Mansbach spoke with his characteristic New York bluntness and sardonic wit as he walked us through his best-selling novel, which his agent thought was a bad idea. 

A golem is a cryptid of Jewish folklore. In times of great crisis, a great mystic will create a golem, an impossibly large man out of clay, to protect Jewish people. They animate the golem by writing אמת Emet, the Hebrew word for Truth, on his forehead. He can be deactivated by erasing the first aleph, leaving him מת met, dead. The most famous golem is probably the Golem of Prague, created by Rabbi Yehuda Lev in the 16th century. 

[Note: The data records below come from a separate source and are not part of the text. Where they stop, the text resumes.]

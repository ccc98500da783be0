//! Bounded polling for eventually-consistent convergence checks.
//!
//! Cluster convergence is asynchronous: a correct deployment takes an
//! unknown but bounded time to become observable. [`poll_until`] is the one
//! retry primitive the engine uses for that - it re-evaluates a probe at a
//! fixed interval until the probe holds or an explicit deadline elapses.
//!
//! # Invariants
//!
//! - Interval and timeout are mandatory arguments. There is no hidden
//!   default: the deadline is part of the caller's correctness contract.
//! - A probe error propagates immediately. Callers that consider a failure
//!   transient map it to `Ok(false)` inside their own probe.
//! - Waiting is cooperative (`tokio::time::sleep`); dropping the returned
//!   future cancels the poll and releases the timer.

use std::time::Duration;

use thiserror::Error;
use tokio::time::Instant;

/// Why a poll did not succeed.
#[derive(Debug, Error)]
pub enum PollError<E> {
    /// The probe never held within the deadline.
    #[error("condition not met after {elapsed:?} ({attempts} attempts)")]
    Timeout { elapsed: Duration, attempts: u32 },

    /// The probe itself failed; not retried.
    #[error("probe failed: {0}")]
    Probe(#[source] E),
}

impl<E> PollError<E> {
    /// True when the poll ran out of time rather than hitting a probe error.
    pub fn is_timeout(&self) -> bool {
        matches!(self, PollError::Timeout { .. })
    }
}

/// Evaluate `probe` until it returns `Ok(true)` or `timeout` elapses.
///
/// The probe runs once immediately, then every `interval` (the final sleep
/// is capped at the remaining budget so the deadline is honored). Returns
/// the number of attempts made on success.
pub async fn poll_until<F, Fut, E>(
    mut probe: F,
    interval: Duration,
    timeout: Duration,
) -> Result<u32, PollError<E>>
where
    F: FnMut() -> Fut,
    Fut: std::future::Future<Output = Result<bool, E>>,
{
    let start = Instant::now();
    let deadline = start + timeout;
    let mut attempts = 0u32;

    loop {
        attempts += 1;
        if probe().await.map_err(PollError::Probe)? {
            return Ok(attempts);
        }

        let now = Instant::now();
        if now >= deadline {
            return Err(PollError::Timeout {
                elapsed: now - start,
                attempts,
            });
        }
        tokio::time::sleep(interval.min(deadline - now)).await;
    }
}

Unlike the Golem of Prague, the Golem in The Golem of Brooklyn is not created by a great mystic but by a shmuck. An art teacher by trade, Lenny is left with a ton of sculpting clay. He molds his creation while bored and stoned out of his mind. Lenny is not terribly pious, accomplished, or even that skilled in his craft. His golem comes out grossly misshapen and not anatomically correct, which bothers the golem terribly. 

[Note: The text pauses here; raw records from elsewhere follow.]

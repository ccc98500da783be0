//! Unit descriptors - the observed shape of one deployed service instance.

use std::collections::BTreeSet;
use std::path::PathBuf;

use serde::{Deserialize, Serialize};

/// Namespace prefix for container names managed by stevedore.
///
/// Containers outside this namespace are invisible to the engine, so a node
/// can run unrelated workloads without confusing verification.
pub const BASE_NAMESPACE: &str = "stevedore--";

/// Activation state of a unit as reported by a node.
#[derive(Debug, Clone, Copy, PartialEq, Eq, PartialOrd, Ord, Hash, Serialize, Deserialize)]
#[serde(rename_all = "snake_case")]
pub enum ActivationState {
    /// Unit is running.
    Active,
    /// Unit is starting up but not yet running.
    Activating,
    /// Unit exists but is stopped.
    Inactive,
}

impl std::fmt::Display for ActivationState {
    fn fmt(&self, f: &mut std::fmt::Formatter<'_>) -> std::fmt::Result {
        match self {
            ActivationState::Active => write!(f, "active"),
            ActivationState::Activating => write!(f, "activating"),
            ActivationState::Inactive => write!(f, "inactive"),
        }
    }
}

/// A single internal/external port mapping. Unique within a unit.
#[derive(
    Debug, Clone, Copy, PartialEq, Eq, PartialOrd, Ord, Hash, Serialize, Deserialize,
)]
pub struct PortMap {
    pub internal_port: u16,
    pub external_port: u16,
}

/// A host path mounted into the container.
#[derive(Debug, Clone, PartialEq, Eq, PartialOrd, Ord, Hash, Serialize, Deserialize)]
pub struct Volume {
    pub host_path: PathBuf,
    pub container_path: PathBuf,
}

/// One deployed service instance on a node.
///
/// Units are ephemeral observations: recomputed on every state query, never
/// mutated in place. Two units are equal iff all attributes match, and a
/// node's state is a `BTreeSet<Unit>` - order is irrelevant.
#[derive(Debug, Clone, PartialEq, Eq, PartialOrd, Ord, Hash, Serialize, Deserialize)]
pub struct Unit {
    /// Application name, unique per node.
    pub name: String,

    /// Namespace-prefixed container name.
    pub container_name: String,

    /// Image including tag.
    pub image: String,

    pub activation_state: ActivationState,

    #[serde(default)]
    pub ports: BTreeSet<PortMap>,

    #[serde(default)]
    pub volumes: BTreeSet<Volume>,
}

impl Unit {
    /// The container name a unit with this application name will carry.
    pub fn container_name_for(name: &str) -> String {
        format!("{BASE_NAMESPACE}{name}")
    }
}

When the golem wakes up, he starts yelling in Yiddish, which Lenny doesn’t understand. So, Lenny runs down to a nearby bodega to fetch Miri, a woman who left her Hasidic community to live her life as a lesbian. Miri translates for the golem, who is asking, “Where is crisis?” As a creature designed to protect Jews with brute force as needed, he needs an enemy to crush. Miri shows him a video of the infamous “Unite the Right” rally of 2017 in which tiki torch-bearing neo-nazis marched through the streets chanting, “Jews will not replace us!” The Knights of Southern Rectitude are organizing a similar rally in the made-up town of Wagner, Kentucky, and the golem wants to kill them. 

This sets up a moral dilemma between Lenny and Miri. If they countenance the wholesale murder of these people, doesn’t that bring them down to their level? Is that how you repair the world? On the other hand, isn’t the slaughter of those who want to kill you a kind of self-defense? 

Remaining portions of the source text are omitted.